• _Your objective_:
Each line in the data holding "joined" should be listed.

————

pub mod dataset;

use std::collections::BTreeSet;

use tracing::info;

use crate::domain::{Category, CategoryId, EnrichedProduct, Product, ProductId, User, UserId};
use crate::errors::DataIntegrityError;

pub use dataset::{Dataset, DatasetError, DatasetFormat};

/// Users, categories and the joined product list, fixed once loaded.
#[derive(Clone, Debug, Default)]
pub struct Catalog {
    users: Vec<User>,
    categories: Vec<Category>,
    products: Vec<EnrichedProduct>,
}

impl Catalog {
    /// Resolves every product's category and owner. Any dangling reference or repeated id
    /// rejects the whole dataset.
    pub fn join(dataset: Dataset) -> Result<Self, DataIntegrityError> {
        let Dataset { users, categories, products } = dataset;

        ensure_unique("user", users.iter().map(|user| user.id.0))?;
        ensure_unique("category", categories.iter().map(|category| category.id.0))?;
        ensure_unique("product", products.iter().map(|product| product.id.0))?;

        let mut catalog = Self { users, categories: Vec::new(), products: Vec::new() };
        for category in categories {
            catalog.ensure_owner(&category)?;
            catalog.categories.push(category);
        }
        for product in products {
            let enriched = catalog.enrich(product)?;
            catalog.products.push(enriched);
        }

        info!(
            event_name = "catalog.join.completed",
            users = catalog.users.len(),
            categories = catalog.categories.len(),
            products = catalog.products.len(),
            "catalog joined"
        );
        Ok(catalog)
    }

    pub fn users(&self) -> &[User] {
        &self.users
    }

    pub fn categories(&self) -> &[Category] {
        &self.categories
    }

    pub fn products(&self) -> &[EnrichedProduct] {
        &self.products
    }

    pub fn user(&self, user_id: UserId) -> Option<&User> {
        self.users.iter().find(|user| user.id == user_id)
    }

    pub fn category(&self, category_id: CategoryId) -> Option<&Category> {
        self.categories.iter().find(|category| category.id == category_id)
    }

    pub fn product(&self, product_id: ProductId) -> Option<&EnrichedProduct> {
        self.products.iter().find(|product| product.id == product_id)
    }

    /// Adds a category after the initial join, with the same owner check.
    pub fn add_category(&mut self, category: Category) -> Result<(), DataIntegrityError> {
        if self.category(category.id).is_some() {
            return Err(DataIntegrityError::DuplicateId {
                collection: "category",
                id: category.id.0,
            });
        }
        self.ensure_owner(&category)?;

        info!(
            event_name = "catalog.category.added",
            category_id = category.id.0,
            owner_id = category.owner_id.0,
            "category added to catalog"
        );
        self.categories.push(category);
        Ok(())
    }

    /// Appends a product after the initial join; its category must already be present.
    pub fn add_product(&mut self, product: Product) -> Result<(), DataIntegrityError> {
        if self.product(product.id).is_some() {
            return Err(DataIntegrityError::DuplicateId {
                collection: "product",
                id: product.id.0,
            });
        }
        let enriched = self.enrich(product)?;

        info!(
            event_name = "catalog.product.added",
            product_id = enriched.id.0,
            category_id = enriched.category.id.0,
            "product added to catalog"
        );
        self.products.push(enriched);
        Ok(())
    }

    fn ensure_owner(&self, category: &Category) -> Result<(), DataIntegrityError> {
        match self.user(category.owner_id) {
            Some(_) => Ok(()),
            None => Err(DataIntegrityError::UnknownOwner {
                category_id: category.id,
                owner_id: category.owner_id,
            }),
        }
    }

    fn enrich(&self, product: Product) -> Result<EnrichedProduct, DataIntegrityError> {
        let category = self.category(product.category_id).cloned().ok_or(
            DataIntegrityError::UnknownCategory {
                product_id: product.id,
                category_id: product.category_id,
            },
        )?;
        let user = self.user(category.owner_id).cloned().ok_or(DataIntegrityError::UnknownOwner {
            category_id: category.id,
            owner_id: category.owner_id,
        })?;

        Ok(EnrichedProduct::new(product, category, user))
    }
}

fn ensure_unique(
    collection: &'static str,
    ids: impl Iterator<Item = u32>,
) -> Result<(), DataIntegrityError> {
    let mut seen = BTreeSet::new();
    for id in ids {
        if !seen.insert(id) {
            return Err(DataIntegrityError::DuplicateId { collection, id });
        }
    }
    Ok(())
}
use std::fmt;

use serde::{Deserialize, Serialize};

use crate::domain::category::{Category, CategoryId};
use crate::domain::user::User;

#[derive(Clone, Copy, Debug, PartialEq, Eq, PartialOrd, Ord, Hash, Serialize, Deserialize)]
#[serde(transparent)]
pub struct ProductId(pub u32);

impl fmt::Display for ProductId {
    fn fmt(&self, f: &mut fmt::Formatter<'_>) -> fmt::Result {
        write!(f, "{}", self.0)
    }
}

#[derive(Clone, Debug, PartialEq, Eq, Serialize, Deserialize)]
#[serde(rename_all = "camelCase")]
pub struct Product {
    pub id: ProductId,
    pub name: String,
    pub category_id: CategoryId,
}

/// A product with its category and the category's owner resolved.
#[derive(Clone, Debug, PartialEq, Eq, Serialize, Deserialize)]
#[serde(rename_all = "camelCase")]
pub struct EnrichedProduct {
    pub id: ProductId,
    pub name: String,
    pub category_id: CategoryId,
    pub category: Category,
    pub user: User,
}

impl EnrichedProduct {
    pub fn new(product: Product, category: Category, user: User) -> Self {
        Self {
            id: product.id,
            name: product.name,
            category_id: product.category_id,
            category,
            user,
        }
    }
}
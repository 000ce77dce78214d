use catalog_core::config::{AppConfig, LoadOptions};
use catalog_core::{Catalog, Dataset};
use serde::Serialize;

use crate::commands::load_dataset;

#[derive(Clone, Copy, Debug, PartialEq, Eq, Serialize)]
#[serde(rename_all = "snake_case")]
enum CheckStatus {
    Pass,
    Fail,
    Skipped,
}

#[derive(Debug, Serialize)]
struct DoctorCheck {
    name: &'static str,
    status: CheckStatus,
    details: String,
}

#[derive(Debug, Serialize)]
struct DoctorReport {
    overall_status: CheckStatus,
    summary: String,
    checks: Vec<DoctorCheck>,
}

pub struct DoctorOutput {
    pub passed: bool,
    pub output: String,
}

pub fn run(options: LoadOptions, json_output: bool) -> DoctorOutput {
    let report = build_report(options);
    let passed = report.overall_status == CheckStatus::Pass;

    if json_output {
        let output = serde_json::to_string_pretty(&report).unwrap_or_else(|error| {
            format!(
                "{{\"overall_status\":\"fail\",\"summary\":\"doctor serialization failed\",\"error\":\"{}\"}}",
                escape_json(&error.to_string())
            )
        });
        return DoctorOutput { passed, output };
    }

    DoctorOutput { passed, output: render_human(&report) }
}

fn build_report(options: LoadOptions) -> DoctorReport {
    let mut checks = Vec::new();

    match AppConfig::load(options) {
        Ok(config) => {
            checks.push(DoctorCheck {
                name: "config_validation",
                status: CheckStatus::Pass,
                details: "configuration loaded and validated".to_string(),
            });
            match load_dataset(&config) {
                Ok(dataset) => {
                    checks.push(DoctorCheck {
                        name: "dataset_load",
                        status: CheckStatus::Pass,
                        details: describe_source(&config, &dataset),
                    });
                    checks.push(check_integrity(dataset));
                }
                Err(error) => {
                    checks.push(DoctorCheck {
                        name: "dataset_load",
                        status: CheckStatus::Fail,
                        details: error.to_string(),
                    });
                    checks.push(skipped("catalog_integrity", "dataset did not load"));
                }
            }
        }
        Err(error) => {
            checks.push(DoctorCheck {
                name: "config_validation",
                status: CheckStatus::Fail,
                details: error.to_string(),
            });
            checks.push(skipped("dataset_load", "configuration did not load"));
            checks.push(skipped("catalog_integrity", "configuration did not load"));
        }
    }

    let all_pass = checks.iter().all(|check| check.status == CheckStatus::Pass);
    let overall_status = if all_pass { CheckStatus::Pass } else { CheckStatus::Fail };
    let summary = if all_pass {
        "doctor: all readiness checks passed".to_string()
    } else {
        "doctor: one or more readiness checks failed".to_string()
    };

    DoctorReport { overall_status, summary, checks }
}

fn describe_source(config: &AppConfig, dataset: &Dataset) -> String {
    let source = config
        .dataset
        .path
        .as_ref()
        .map(|path| format!("`{}`", path.display()))
        .unwrap_or_else(|| "built-in demo dataset".to_string());
    format!(
        "{source}: {} users, {} categories, {} products",
        dataset.users.len(),
        dataset.categories.len(),
        dataset.products.len()
    )
}

fn check_integrity(dataset: Dataset) -> DoctorCheck {
    match Catalog::join(dataset) {
        Ok(catalog) => DoctorCheck {
            name: "catalog_integrity",
            status: CheckStatus::Pass,
            details: format!(
                "all {} products resolve to a category and owner",
                catalog.products().len()
            ),
        },
        Err(error) => DoctorCheck {
            name: "catalog_integrity",
            status: CheckStatus::Fail,
            details: error.to_string(),
        },
    }
}

fn skipped(name: &'static str, reason: &str) -> DoctorCheck {
    DoctorCheck { name, status: CheckStatus::Skipped, details: format!("skipped because {reason}") }
}

fn render_human(report: &DoctorReport) -> String {
    let mut lines = Vec::new();
    lines.push(report.summary.clone());

    for check in &report.checks {
        let marker = match check.status {
            CheckStatus::Pass => "ok",
            CheckStatus::Fail => "fail",
            CheckStatus::Skipped => "skip",
        };
        lines.push(format!("- [{marker}] {}: {}", check.name, check.details));
    }

    lines.join("\n")
}

fn escape_json(value: &str) -> String {
    value.replace('\\', "\\\\").replace('"', "\\\"")
}
pub mod commands;

use std::path::PathBuf;
use std::process::ExitCode;

use catalog_core::config::{AppConfig, LoadOptions, LogFormat};
use clap::{Parser, Subcommand};
use tracing_subscriber::EnvFilter;

use crate::commands::browse::BrowseArgs;

#[derive(Debug, Parser)]
#[command(
    name = "catalog",
    about = "Product catalog browser",
    long_about = "Browse a product catalog joined with its categories and owning users, filtered by user, category set and name search.",
    after_help = "Examples:\n  catalog browse --user 3 --query milk\n  catalog browse --dataset records.json --category 1 --category 3 --json\n  catalog browse --event user:1 --event user:1 --event search:app\n  catalog doctor --json"
)]
pub struct Cli {
    #[arg(long, global = true, help = "Path to a catalog.toml config file")]
    config: Option<PathBuf>,
    #[command(subcommand)]
    command: Command,
}

#[derive(Debug, Subcommand)]
enum Command {
    #[command(about = "Render the filtered product table for the configured dataset")]
    Browse(BrowseArgs),
    #[command(about = "Inspect effective configuration values with source attribution")]
    Config,
    #[command(about = "Validate config, dataset loading and catalog integrity")]
    Doctor {
        #[arg(long, help = "Emit machine-readable JSON output")]
        json: bool,
    },
}

impl Cli {
    fn load_options(&self) -> LoadOptions {
        LoadOptions {
            config_path: self.config.clone(),
            require_file: self.config.is_some(),
            ..LoadOptions::default()
        }
    }
}

pub fn run() -> ExitCode {
    let cli = Cli::parse();
    let options = cli.load_options();

    if let Ok(config) = AppConfig::load(options.clone()) {
        init_logging(&config);
    }

    let result = match cli.command {
        Command::Browse(args) => commands::browse::run(options, args),
        Command::Config => {
            commands::CommandResult { exit_code: 0, output: commands::config::run(options) }
        }
        Command::Doctor { json } => {
            let report = commands::doctor::run(options, json);
            commands::CommandResult { exit_code: u8::from(!report.passed), output: report.output }
        }
    };

    println!("{}", result.output);
    ExitCode::from(result.exit_code)
}

/// Logs go to stderr so table and JSON output on stdout stay parseable.
fn init_logging(config: &AppConfig) {
    let filter = EnvFilter::try_new(config.logging.level.trim())
        .unwrap_or_else(|_| EnvFilter::new("warn"));
    let builder = tracing_subscriber::fmt()
        .with_writer(std::io::stderr)
        .with_target(false)
        .with_env_filter(filter);

    let _ = match config.logging.format {
        LogFormat::Compact => builder.compact().try_init(),
        LogFormat::Pretty => builder.pretty().try_init(),
        LogFormat::Json => builder.json().try_init(),
    };
}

————

• _Final answer_:
/// Users, categories and the joined product list, fixed once loaded.
            "catalog joined"
    long_about = "Browse a product catalog joined with its categories and owning users, filtered by user, category set and name search.",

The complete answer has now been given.